Straight as a die: honest to a fault: put with this a morality so extreme it was in itself almost a parody of corruption, and it all added up to the paradox of character which Cowley needed from his hand-picked army, hired to fight the worst things in the world.

Doyle had a rare temper, not the noisy vociferous tantrum which might explode over a lost sock or a missed parking space; those even Doyle did not expect to be taken too seriously, but occasionally something else showed itself. A cold and vengeful fury for those who had annoyed him, or made him look small: times when Doyle, under cover, had been forced to take humiliation from some carefree soul who thought he was an easy target, exactly what he seemed: but Doyle brooded and did not forget. Certain telling little events made Bodie uncomfortable to remember them: the former colleague, for instance, Doyle had never forgiven for making him look foolish in some prank years ago, languishing now in some forgotten hellhole, never knowing whose word in whose ear had had his minor drugs charge made an example of. Nothing illegal, not even unfair: it was simply that extenuating circumstances did not enter into Ray Doyle's scale of justice, and mercy was not his style.

And Bodie. A mercenary with a twisted elegance of outlook, as casual about life as death, Bodie was a suave psychopath to Doyle's green-eyed paganism, fighting for the angels at his side, though god knew why.

They had been good as partners, one of Cowley's inspired teamings; fiercely loyal to one another even if they were not exactly friends; but now they were off-course and drifting. There was one way to go, or there was another: but to undo the dark, unmentionable sin of the past, to unclench its twisted fingers from everything they said and did and felt now, was impossible: somehow, they had to live with it.
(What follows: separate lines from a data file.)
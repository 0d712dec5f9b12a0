//! Tessera - event-sourced aggregate persistence
//!
//! Aggregates are rebuilt by folding their event stream and saved by
//! appending new events under an optimistic version check. Read models
//! follow streams and categories through catch-up or consumer-group
//! subscriptions.

pub mod aggregate;
pub mod client;
pub mod codec;
pub mod config;
pub mod record;
pub mod repository;
pub mod storage;
pub mod subscription;
pub mod utils;

#[cfg(test)]
mod test_utils;

pub use aggregate::{fold, Aggregate, AggregateRoot, Deletable};
pub use client::{ClientError, ExpectedRevision, InMemoryClient, NackAction, StoreClient};
#[cfg(feature = "eventstoredb")]
pub use client::EventStoreDbClient;
pub use codec::{DecodeError, Decoded, DomainEvent, EncodeError};
pub use config::Config;
pub use record::{AckToken, AckableEventRecord, EventDescriptor, EventRecord, RawEventRecord};
pub use repository::{DeleteMode, Repository, RepositoryError};
pub use storage::{ConcurrencyConflict, EventStore, LogEventStore, StorageError};
pub use subscription::{
    CatchUpSubscription, Observed, PersistentSubscription, Selector, SubscriptionError,
};
//! Event store: named-stream persistence over a log store client.
//!
//! `EventStore` is the boundary the repository talks to. `LogEventStore` is
//! the implementation over any [`StoreClient`]; it also opens subscriptions
//! through [`LogEventStore::observe`].

use std::sync::Arc;

use async_trait::async_trait;
use tracing::{debug, info, warn};

use crate::client::{ClientError, ExpectedRevision, StoreClient};
use crate::codec::DomainEvent;
use crate::config::Config;
use crate::record::{EventDescriptor, RawEventRecord};
use crate::subscription::{self, Observed, Selector, SubscriptionOptions};

/// Result type for storage operations.
pub type Result<T> = std::result::Result<T, StorageError>;

/// An append was rejected because the stream moved on.
#[derive(Debug, Clone, PartialEq, Eq, thiserror::Error)]
#[error("concurrency conflict on '{stream}': expected version {expected}, actual {actual}")]
pub struct ConcurrencyConflict {
    pub stream: String,
    pub expected: u64,
    pub actual: u64,
}

/// Errors that can occur during storage operations.
#[derive(Debug, thiserror::Error)]
pub enum StorageError {
    #[error(transparent)]
    Concurrency(#[from] ConcurrencyConflict),

    #[error("stream '{0}' has been deleted")]
    StreamDeleted(String),

    #[error("store connection failed: {0}")]
    Connection(String),

    #[error("store error: {0}")]
    Client(ClientError),
}

impl From<ClientError> for StorageError {
    fn from(e: ClientError) -> Self {
        match e {
            ClientError::StreamDeleted(stream) => StorageError::StreamDeleted(stream),
            ClientError::Connection(msg) | ClientError::SubscriptionDropped(msg) => {
                StorageError::Connection(msg)
            }
            other => StorageError::Client(other),
        }
    }
}

/// Interface for event persistence.
///
/// Implementations:
/// - `LogEventStore`: any [`StoreClient`], including the in-memory log
///
/// Subscriptions are not part of this trait: `observe` is generic over the
/// decoded event type, so it lives on [`LogEventStore`]. Code that needs
/// both keeps an `Arc<LogEventStore>` and hands out `Arc<dyn EventStore>`
/// clones of it.
#[async_trait]
pub trait EventStore: Send + Sync {
    /// Append events atomically, only if the stream is at `expected_version`.
    ///
    /// Events receive consecutive positions starting at `expected_version`.
    /// Returns the new stream version. Conflicts are never retried here.
    async fn append(
        &self,
        stream: &str,
        events: Vec<EventDescriptor>,
        expected_version: u64,
    ) -> Result<u64>;

    /// Read a stream from `from_version` to its end.
    ///
    /// A stream that was never written reads as empty.
    async fn read(&self, stream: &str, from_version: u64) -> Result<Vec<RawEventRecord>>;

    /// Hard-delete a stream, leaving a tombstone. Irreversible.
    async fn delete(&self, stream: &str) -> Result<()>;

    /// Current version (count of events) of a stream; 0 when it does not exist.
    async fn stream_version(&self, stream: &str) -> Result<u64>;
}

/// Event store backed by a log store client.
pub struct LogEventStore {
    client: Arc<dyn StoreClient>,
    options: SubscriptionOptions,
}

impl LogEventStore {
    pub fn new(client: Arc<dyn StoreClient>) -> Self {
        Self {
            client,
            options: SubscriptionOptions::default(),
        }
    }

    /// Build from configuration: subscription settings and reconnect backoff.
    pub fn from_config(client: Arc<dyn StoreClient>, config: &Config) -> Self {
        Self {
            client,
            options: SubscriptionOptions::from_config(config),
        }
    }

    pub fn with_subscription_options(mut self, options: SubscriptionOptions) -> Self {
        self.options = options;
        self
    }

    pub fn client(&self) -> &Arc<dyn StoreClient> {
        &self.client
    }

    /// Open a subscription on a stream or category.
    ///
    /// Without a consumer group this is a catch-up subscription starting at
    /// `offset` (the caller tracks its own position). With a group it is a
    /// persistent subscription; the group is created on first use, starting
    /// at `offset`, and the store tracks the checkpoint from then on.
    ///
    /// Subscriptions reconnect with backoff when the options carry a retry
    /// policy, as they do when built from configuration.
    pub async fn observe<E: DomainEvent>(
        &self,
        selector: Selector,
        consumer_group: Option<&str>,
        offset: Option<u64>,
    ) -> Result<Observed<E>> {
        match consumer_group {
            None => {
                info!(stream = %selector.stream_name(), offset = ?offset, "Observing (catch-up)");
                let client = self.client.clone();
                let options = self.options.clone();
                Ok(Observed::CatchUp(match &self.options.retry {
                    Some(retry) => {
                        subscription::supervise_catch_up(client, selector, offset, options, retry)
                    }
                    None => subscription::catch_up(client, selector, offset, options),
                }))
            }
            Some(group) => {
                let mut settings = self.options.settings.clone();
                if let Some(start) = offset {
                    settings.start_from = start;
                }
                subscription::ensure_persistent_subscription(
                    self.client.as_ref(),
                    &selector,
                    group,
                    &settings,
                )
                .await?;
                info!(stream = %selector.stream_name(), group = %group, "Observing (persistent)");
                let client = self.client.clone();
                let options = self.options.clone();
                Ok(Observed::Persistent(match &self.options.retry {
                    Some(retry) => {
                        subscription::supervise_persistent(client, selector, group, options, retry)
                    }
                    None => subscription::persistent(client, selector, group, options),
                }))
            }
        }
    }

    /// Open a subscription using the configured consumer group.
    ///
    /// Persistent when `subscription.consumer_group` is set, catch-up from
    /// `offset` otherwise.
    pub async fn observe_configured<E: DomainEvent>(
        &self,
        selector: Selector,
        offset: Option<u64>,
    ) -> Result<Observed<E>> {
        let group = self.options.consumer_group.clone();
        self.observe(selector, group.as_deref(), offset).await
    }

    /// The store's actual version, read out of band after a rejected append.
    ///
    /// A failed read is returned as the error; no conflict is reported
    /// without a known actual version.
    async fn actual_version(&self, stream: &str, reported: Option<u64>) -> Result<u64> {
        if let Some(actual) = reported {
            return Ok(actual);
        }
        match self.client.stream_version(stream).await {
            Ok(version) => Ok(version.unwrap_or(0)),
            Err(e) => {
                warn!(stream = %stream, error = %e, "Could not read actual version after conflict");
                Err(e.into())
            }
        }
    }
}

#[async_trait]
impl EventStore for LogEventStore {
    #[tracing::instrument(name = "store.append", skip_all, fields(stream = %stream, expected = expected_version, count = events.len()))]
    async fn append(
        &self,
        stream: &str,
        events: Vec<EventDescriptor>,
        expected_version: u64,
    ) -> Result<u64> {
        if events.is_empty() {
            return Ok(expected_version);
        }

        let expected = ExpectedRevision::from_version(expected_version);
        match self.client.append_to_stream(stream, expected, events).await {
            Ok(version) => {
                debug!(version, "Events appended");
                Ok(version)
            }
            Err(ClientError::WrongExpectedVersion { actual, .. }) => {
                let actual = self.actual_version(stream, actual).await?;
                warn!(actual, "Concurrency conflict");
                Err(ConcurrencyConflict {
                    stream: stream.to_string(),
                    expected: expected_version,
                    actual,
                }
                .into())
            }
            Err(e) => Err(e.into()),
        }
    }

    #[tracing::instrument(name = "store.read", skip_all, fields(stream = %stream, from = from_version))]
    async fn read(&self, stream: &str, from_version: u64) -> Result<Vec<RawEventRecord>> {
        let records = self.client.read_stream(stream, from_version).await?;
        debug!(count = records.len(), "Stream read");
        Ok(records)
    }

    #[tracing::instrument(name = "store.delete", skip_all, fields(stream = %stream))]
    async fn delete(&self, stream: &str) -> Result<()> {
        self.client.tombstone_stream(stream).await?;
        info!("Stream deleted");
        Ok(())
    }

    async fn stream_version(&self, stream: &str) -> Result<u64> {
        Ok(self.client.stream_version(stream).await?.unwrap_or(0))
    }
}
And so here Bodie was, lounging on Doyle's bed and drinking from a can of beer while Doyle put together a sandwich in the kitchen. One bored blue eye on the screen, Bodie flicked channels relentlessly: soap opera, sport, cartoons, black and white film--

Doyle appeared in the doorway wearing a white chef's apron and kissing his fingertips. "Le dīner, mon copain." He twirled the plate on his hand. "Ē'est magnifique. Though I do say so myself."

Bodie's stomach was tortuously tied. "I'm not that hungry."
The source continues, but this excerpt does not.